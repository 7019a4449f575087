//! Command handlers for GRIB Fetcher CLI
//!
//! This module implements the command handlers that coordinate between CLI
//! arguments, the loaded configuration and the core download functionality.

use std::path::{Path, PathBuf};
use std::sync::Arc;
use std::time::Instant;

use tokio_util::sync::CancellationToken;
use tracing::{debug, info, warn};

use crate::app::{
    BatchDownloader, BatchSummary, DownloadRequest, FieldCriteria, FileVariant, ForecastTimes,
    HttpObjectStore, LocalCache, PartialFetcher, PathResolver, ProductCatalog, ProductDefinition,
};
use crate::cli::{ConfigArgs, DownloadArgs, FieldsArgs, ForecastArgs, SizeArgs};
use crate::config::AppConfig;
use crate::errors::{AppError, ConfigError, Result};

/// Handle the download command
///
/// Validates the product, region and every field against the catalog before
/// any transfer starts, then downloads all fields concurrently. Ctrl-C
/// cancels outstanding transfers without leaving partial files.
pub async fn handle_download(args: DownloadArgs, mut config: AppConfig) -> Result<()> {
    let start_time = Instant::now();
    args.validate().map_err(AppError::generic)?;

    if let Some(concurrency) = args.concurrency {
        config.batch.max_concurrent = concurrency;
    }
    if args.no_cache {
        config.client.disable_cache = true;
    }

    let catalog = Arc::new(config.load_catalog().await?);
    let fields = args.unique_fields();
    check_request(&catalog, &args.forecast, &fields)?;

    let (client_config, fetch_config, batch_config, cache_config) = config.to_runtime_config();
    let dest_dir = match &args.dest {
        Some(dir) => dir.clone(),
        None => cache_config.resolve_root()?,
    };
    info!("Downloading {} fields into {}", fields.len(), dest_dir.display());

    let store = Arc::new(HttpObjectStore::new(client_config)?);
    let fetcher = PartialFetcher::new(store, Arc::new(LocalCache::new(cache_config)), fetch_config);
    let downloader = BatchDownloader::new(catalog, fetcher.clone(), batch_config);

    let requests: Vec<DownloadRequest> = fields
        .iter()
        .map(|field| {
            let request = DownloadRequest::new(
                &args.forecast.product,
                args.forecast.issue,
                args.forecast.valid,
                field,
                &dest_dir,
            );
            match &args.forecast.region {
                Some(region) => request.with_region(region),
                None => request,
            }
        })
        .collect();

    let cancel = CancellationToken::new();
    let signal_task = spawn_ctrl_c_handler(cancel.clone());
    let outcomes = downloader.download_all(requests, &cancel).await;
    signal_task.abort();

    for (request, result) in &outcomes {
        match result {
            Ok(path) => println!("{}", path.display()),
            Err(e) => eprintln!("{}: {}", request.field, e),
        }
    }

    let summary = BatchSummary::from_outcomes(&outcomes);
    let stats = fetcher.stats();
    info!(
        "Finished in {:?}: {} transfers, {} cache hits, {} bytes",
        start_time.elapsed(),
        stats.transfers,
        stats.cache_hits,
        stats.bytes_transferred
    );

    if cancel.is_cancelled() {
        return Err(AppError::generic("Download cancelled"));
    }
    if summary.failed > 0 {
        let hint = if summary.recoverable > 0 {
            format!(" ({} may succeed on retry)", summary.recoverable)
        } else {
            String::new()
        };
        return Err(AppError::generic(format!(
            "{} of {} fields failed{}",
            summary.failed,
            summary.total(),
            hint
        )));
    }

    Ok(())
}

/// Handle the fields command
pub async fn handle_fields(args: FieldsArgs, config: &AppConfig) -> Result<()> {
    let catalog = config.load_catalog().await?;

    match &args.product {
        Some(name) => {
            let product = catalog.lookup(name)?;
            display_product(&product);
        }
        None => {
            for (i, product) in catalog.products().enumerate() {
                if i > 0 {
                    println!();
                }
                display_product(product);
            }
        }
    }

    Ok(())
}

/// Handle the size command
pub async fn handle_size(args: SizeArgs, config: &AppConfig) -> Result<()> {
    let catalog = config.load_catalog().await?;
    check_request(&catalog, &args.forecast, &[])?;

    let product = catalog.lookup(&args.forecast.product)?;
    let region = args
        .forecast
        .region
        .as_deref()
        .map(|code| product.region(code))
        .transpose()?;
    let times = ForecastTimes::new(args.forecast.issue, args.forecast.valid)?;
    let variant = if args.index {
        FileVariant::Index
    } else {
        FileVariant::Data
    };
    let source = PathResolver::new(&product, region.as_ref()).remote_uri(&times, variant);

    let (client_config, fetch_config, _, cache_config) = config.to_runtime_config();
    let store = Arc::new(HttpObjectStore::new(client_config)?);
    let fetcher = PartialFetcher::new(store, Arc::new(LocalCache::new(cache_config)), fetch_config);

    debug!("Querying size of {}", source);
    let size = fetcher.size(&source).await?;
    println!("{}\t{} bytes ({})", source, size, format_bytes(size));
    Ok(())
}

/// Handle the config command
///
/// Runs even when the current configuration failed to load, so a broken
/// file can be replaced with `--init --force`.
pub async fn handle_config(
    args: ConfigArgs,
    config_path: Option<PathBuf>,
    load_error: Option<ConfigError>,
) -> Result<()> {
    let content = AppConfig::generate_default_config_content();
    if let Some(e) = &load_error {
        warn!("Current configuration is not usable: {}", e);
    }

    if !args.init {
        print!("{}", content);
        return Ok(());
    }

    let target = match config_path.or_else(AppConfig::default_config_path) {
        Some(path) => path,
        None => return Err(AppError::generic("No user configuration directory available")),
    };
    write_config_file(&target, &content, args.force).await?;
    println!("Wrote default configuration to {}", target.display());
    Ok(())
}

/// Fail fast on names the catalog does not know
fn check_request(
    catalog: &ProductCatalog,
    forecast: &ForecastArgs,
    fields: &[String],
) -> Result<()> {
    let product = catalog.lookup(&forecast.product)?;
    if let Some(code) = &forecast.region {
        product.region(code)?;
    }
    for field in fields {
        product.field_criteria(field)?;
    }
    ForecastTimes::new(forecast.issue, forecast.valid)?;
    Ok(())
}

async fn write_config_file(path: &Path, content: &str, force: bool) -> Result<()> {
    if path.exists() && !force {
        return Err(AppError::generic(format!(
            "{} already exists; use --force to overwrite",
            path.display()
        )));
    }
    if let Some(parent) = path.parent() {
        tokio::fs::create_dir_all(parent).await?;
    }
    tokio::fs::write(path, content).await?;
    info!("Configuration written to {}", path.display());
    Ok(())
}

fn spawn_ctrl_c_handler(cancel: CancellationToken) -> tokio::task::JoinHandle<()> {
    tokio::spawn(async move {
        match tokio::signal::ctrl_c().await {
            Ok(()) => {
                info!("Ctrl-C received, cancelling downloads");
                eprintln!("\nCancelling downloads...");
                cancel.cancel();
            }
            Err(e) => warn!("Failed to install Ctrl-C handler: {}", e),
        }
    })
}

fn display_product(product: &ProductDefinition) {
    println!("{} ({})", product.name(), product.base_uri());
    println!(
        "  Files:   {}{}{}",
        product.subdir(),
        product.file_base(),
        product.file_ext()
    );
    if product.regions().is_empty() {
        println!("  Regions: none");
    } else {
        println!("  Regions: {}", product.regions().join(", "));
    }

    let name_width = product
        .fields()
        .map(|(name, _)| name.len())
        .max()
        .unwrap_or(0)
        .max("FIELD".len());
    println!("  {:<width$}  CRITERIA", "FIELD", width = name_width);
    for (name, criteria) in product.fields() {
        println!(
            "  {:<width$}  {}",
            name,
            describe_criteria(criteria),
            width = name_width
        );
    }
}

fn describe_criteria(criteria: &FieldCriteria) -> String {
    let mut parts = vec![criteria.abbreviation.clone()];
    if let Some(level) = criteria.level {
        parts.push(format!("level {}", level));
    }
    if let Some(level_type) = &criteria.level_type {
        parts.push(level_type.clone());
    }
    if let Some(hours) = criteria.time_range_length {
        parts.push(format!("{} hour", hours));
    }
    if let Some(template) = criteria.product_definition_template {
        parts.push(format!("template 4.{}", template));
    }
    parts.join(", ")
}

/// Format bytes in human readable format
fn format_bytes(bytes: u64) -> String {
    const UNITS: &[&str] = &["B", "KB", "MB", "GB", "TB"];
    let mut size = bytes as f64;
    let mut unit_index = 0;

    while size >= 1024.0 && unit_index < UNITS.len() - 1 {
        size /= 1024.0;
        unit_index += 1;
    }

    if unit_index == 0 {
        format!("{} {}", bytes, UNITS[unit_index])
    } else {
        format!("{:.1} {}", size, UNITS[unit_index])
    }
}

#[cfg(test)]
mod tests {
    use super::*;
    use chrono::{TimeZone, Utc};
    use tempfile::TempDir;

    fn forecast(product: &str, region: Option<&str>) -> ForecastArgs {
        ForecastArgs {
            product: product.to_string(),
            region: region.map(str::to_string),
            issue: Utc.with_ymd_and_hms(2024, 9, 5, 12, 0, 0).unwrap(),
            valid: Utc.with_ymd_and_hms(2024, 9, 5, 13, 0, 0).unwrap(),
        }
    }

    #[test]
    fn test_check_request() {
        let catalog = ProductCatalog::builtin().unwrap();
        let fields = vec!["RAIN1HR".to_string(), "TEMP".to_string()];

        assert!(check_request(&catalog, &forecast("NBM", Some("co")), &fields).is_ok());
        assert!(matches!(
            check_request(&catalog, &forecast("GFS", None), &fields),
            Err(AppError::Config(ConfigError::UnknownProduct { .. }))
        ));
        assert!(matches!(
            check_request(&catalog, &forecast("NBM", Some("XX")), &fields),
            Err(AppError::Config(ConfigError::UnknownRegion { .. }))
        ));
        assert!(matches!(
            check_request(&catalog, &forecast("NBM", None), &["NOPE".to_string()]),
            Err(AppError::Config(ConfigError::UnknownField { .. }))
        ));
    }

    #[tokio::test]
    async fn test_handle_fields() {
        let config = AppConfig::default();

        let all = FieldsArgs { product: None };
        assert!(handle_fields(all, &config).await.is_ok());

        let nbm = FieldsArgs {
            product: Some("NBM".to_string()),
        };
        assert!(handle_fields(nbm, &config).await.is_ok());

        let unknown = FieldsArgs {
            product: Some("GFS".to_string()),
        };
        assert!(matches!(
            handle_fields(unknown, &config).await,
            Err(AppError::Config(ConfigError::UnknownProduct { .. }))
        ));
    }

    #[test]
    fn test_describe_criteria() {
        let criteria = FieldCriteria::new("APCP")
            .with_time_range(1)
            .with_template(8);
        assert_eq!(describe_criteria(&criteria), "APCP, 1 hour, template 4.8");

        let criteria = FieldCriteria::new("TMP").with_level(2).with_level_type("m above ground");
        assert_eq!(describe_criteria(&criteria), "TMP, level 2, m above ground");
    }

    #[test]
    fn test_format_bytes() {
        assert_eq!(format_bytes(512), "512 B");
        assert_eq!(format_bytes(1536), "1.5 KB");
        assert_eq!(format_bytes(5 * 1024 * 1024), "5.0 MB");
    }

    #[tokio::test]
    async fn test_write_config_file_respects_force() {
        let temp_dir = TempDir::new().unwrap();
        let path = temp_dir.path().join("nested/config.toml");

        write_config_file(&path, "a = 1\n", false).await.unwrap();
        assert!(write_config_file(&path, "a = 2\n", false).await.is_err());
        assert_eq!(std::fs::read_to_string(&path).unwrap(), "a = 1\n");

        write_config_file(&path, "a = 2\n", true).await.unwrap();
        assert_eq!(std::fs::read_to_string(&path).unwrap(), "a = 2\n");
    }
}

========

Work instructions:
Scan the material for the string "AppError". Copy each line where it appears.

Response to this task:
use crate::errors::{AppError, ConfigError, Result};
    args.validate().map_err(AppError::generic)?;
        return Err(AppError::generic("Download cancelled"));
        return Err(AppError::generic(format!(
        None => return Err(AppError::generic("No user configuration directory available")),
        return Err(AppError::generic(format!(
            Err(AppError::Config(ConfigError::UnknownProduct { .. }))
            Err(AppError::Config(ConfigError::UnknownRegion { .. }))
            Err(AppError::Config(ConfigError::UnknownField { .. }))
            Err(AppError::Config(ConfigError::UnknownProduct { .. }))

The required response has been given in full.